Николай Ежов и советские спецслужбы
У Ежова была совсем другая биография, чем у Конара, и на роль «козла отпущения» он в тот момент не годился.
Казалось бы, останься Николай Иванович в Наркомате земледелия, его бы тоже расстреляли. Слабым утешением для его родных и близких, если бы они уцелели, могла бы послужить посмертная реабилитация Ежова. Но не все так просто. Яковлев, Чернов и Эйхе пострадали не столько из-за должности, сколько из-за биографии. Все они были старыми большевиками, т. е. членами РСДРП с дореволюционным стажем: Яковлев вступил в партию в 1913 году, Чернов – в 1909 году (правда, в меньшевистскую фракцию, а членом партии большевиков он стал в 1920 году, но с зачетом дореволюционного стажа), Эйхе – в 1905 году. А для тех, кто принадлежал к категории старых большевиков, шансов уцелеть в годы Большого террора было очень мало.

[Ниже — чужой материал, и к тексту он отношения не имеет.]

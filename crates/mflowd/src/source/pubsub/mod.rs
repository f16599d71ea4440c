//! Subscription adapter.
//!
//! The adapter is written against the `Subscription` trait; `rest` provides
//! the Google Pub/Sub REST transport. Each pulled message is handled in its
//! own task: decode, submit, then ack. A message picked up after
//! cancellation is nacked without being submitted.

pub mod rest;

use std::fmt;
use std::str::FromStr;
use std::sync::Arc;
use std::time::Duration;

use async_trait::async_trait;
use bytes::Bytes;
use tokio::task::JoinSet;
use tokio_util::sync::CancellationToken;

use mflow_core::error::{MflowError, Result};

use super::Ingestor;

pub use rest::RestSubscription;

/// Pause between pulls that returned nothing.
const EMPTY_PULL_BACKOFF: Duration = Duration::from_millis(500);

/// `project/subscription` locator.
#[derive(Debug, Clone, PartialEq, Eq)]
pub struct SubscriptionPath {
    pub project: String,
    pub subscription: String,
}

impl SubscriptionPath {
    /// Fully qualified resource name.
    pub fn resource(&self) -> String {
        format!("projects/{}/subscriptions/{}", self.project, self.subscription)
    }
}

impl FromStr for SubscriptionPath {
    type Err = MflowError;

    fn from_str(s: &str) -> Result<Self> {
        match s.split('/').collect::<Vec<_>>().as_slice() {
            [project, subscription] if !project.is_empty() && !subscription.is_empty() => Ok(Self {
                project: (*project).to_string(),
                subscription: (*subscription).to_string(),
            }),
            _ => Err(MflowError::Source(format!("can not parse pubsub source: {s}"))),
        }
    }
}

impl fmt::Display for SubscriptionPath {
    fn fmt(&self, f: &mut fmt::Formatter<'_>) -> fmt::Result {
        write!(f, "{}/{}", self.project, self.subscription)
    }
}

/// One delivered message.
#[derive(Debug, Clone)]
pub struct ReceivedMessage {
    pub ack_id: String,
    pub data: Bytes,
    /// Publish time in unix seconds.
    pub publish_time: i64,
}

/// Pull-style subscription transport.
#[async_trait]
pub trait Subscription: Send + Sync {
    async fn pull(&self, max_messages: usize) -> Result<Vec<ReceivedMessage>>;
    async fn ack(&self, ack_id: &str) -> Result<()>;
    /// Negative ack: make the message available for redelivery now.
    async fn nack(&self, ack_id: &str) -> Result<()>;
}

/// What happened to a handled message.
#[derive(Debug, Clone, Copy, PartialEq, Eq)]
pub enum Delivery {
    Acked,
    Nacked,
}

/// Handle one inbound message.
pub async fn handle_message(
    sub: &dyn Subscription,
    ingestor: &Ingestor,
    cancel: &CancellationToken,
    msg: ReceivedMessage,
) -> Result<Delivery> {
    if cancel.is_cancelled() {
        sub.nack(&msg.ack_id).await?;
        return Ok(Delivery::Nacked);
    }

    tracing::debug!(ack_id = %msg.ack_id, "got new message");
    match ingestor.ingest(&msg.data, msg.publish_time).await {
        Ok(()) => {
            sub.ack(&msg.ack_id).await?;
            Ok(Delivery::Acked)
        }
        Err(e) => {
            sub.nack(&msg.ack_id).await?;
            Err(e)
        }
    }
}

/// Pull until cancelled. A failing pull is a source failure and ends the adapter.
pub async fn run_pubsub_source(
    sub: Arc<dyn Subscription>,
    ingestor: Ingestor,
    cancel: CancellationToken,
    max_messages: usize,
) -> Result<()> {
    let mut tasks: JoinSet<Result<Delivery>> = JoinSet::new();

    let res = loop {
        let batch = tokio::select! {
            biased;
            _ = cancel.cancelled() => break Ok(()),
            batch = sub.pull(max_messages) => match batch {
                Ok(b) => b,
                Err(e) => break Err(e),
            },
        };

        if batch.is_empty() {
            tokio::select! {
                biased;
                _ = cancel.cancelled() => break Ok(()),
                _ = tokio::time::sleep(EMPTY_PULL_BACKOFF) => continue,
            }
        }

        for msg in batch {
            // No permit once cancelled: the task only nacks.
            let permit = tokio::select! {
                biased;
                _ = cancel.cancelled() => None,
                permit = ingestor.acquire() => Some(permit?),
            };

            let sub = Arc::clone(&sub);
            let ingestor = ingestor.clone();
            let cancel = cancel.clone();
            tasks.spawn(async move {
                let _permit = permit;
                handle_message(sub.as_ref(), &ingestor, &cancel, msg).await
            });
        }

        while let Some(done) = tasks.try_join_next() {
            report(done);
        }
    };

    while let Some(done) = tasks.join_next().await {
        report(done);
    }
    res
}

fn report(done: std::result::Result<Result<Delivery>, tokio::task::JoinError>) {
    match done {
        Ok(Ok(_)) => {}
        Ok(Err(e)) => tracing::warn!(code = e.code().as_str(), "failed to handle pubsub message: {e}"),
        Err(e) => tracing::warn!("pubsub message task failed: {e}"),
    }
}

Чернову уцелеть мешало также его меньшевистское прошлое, а Эйхе – латышская национальность. Ежов в этом смысле от них кардинально отличался. В партию Николай Иванович вступил уже после Февральской революции. Фракция интернационалистов в Витебске тогда реально примыкала к большевикам, так что меньшевиком Ежов не считался. Тем более что в анкетах и автобиографиях он писал, что сразу же присоединился к большевикам. Уличить его в меньшевизме могли бы только в результате тщательной проверки, которую бы все равно стали бы проводить только после ареста. На практике, правда, факт членства Ежова во фракции интернационалистов был установлен еще до его смещения с поста главы НКВД. Но это произошло потому, что в стране в то время существовал культ Ежова, и требовались факты из его революционного прошлого, чтобы подкрепить его. Если бы Николай Иванович остался в Наркомате земледелия, никакого его культа в стране бы не было, и вряд ли кто бы заинтересовался обстоятельствами его вступления в партию. Кстати сказать, тому же Вышинскому хорошо известное меньшевистское прошлое нисколько не мешало карьере и близости к Сталину.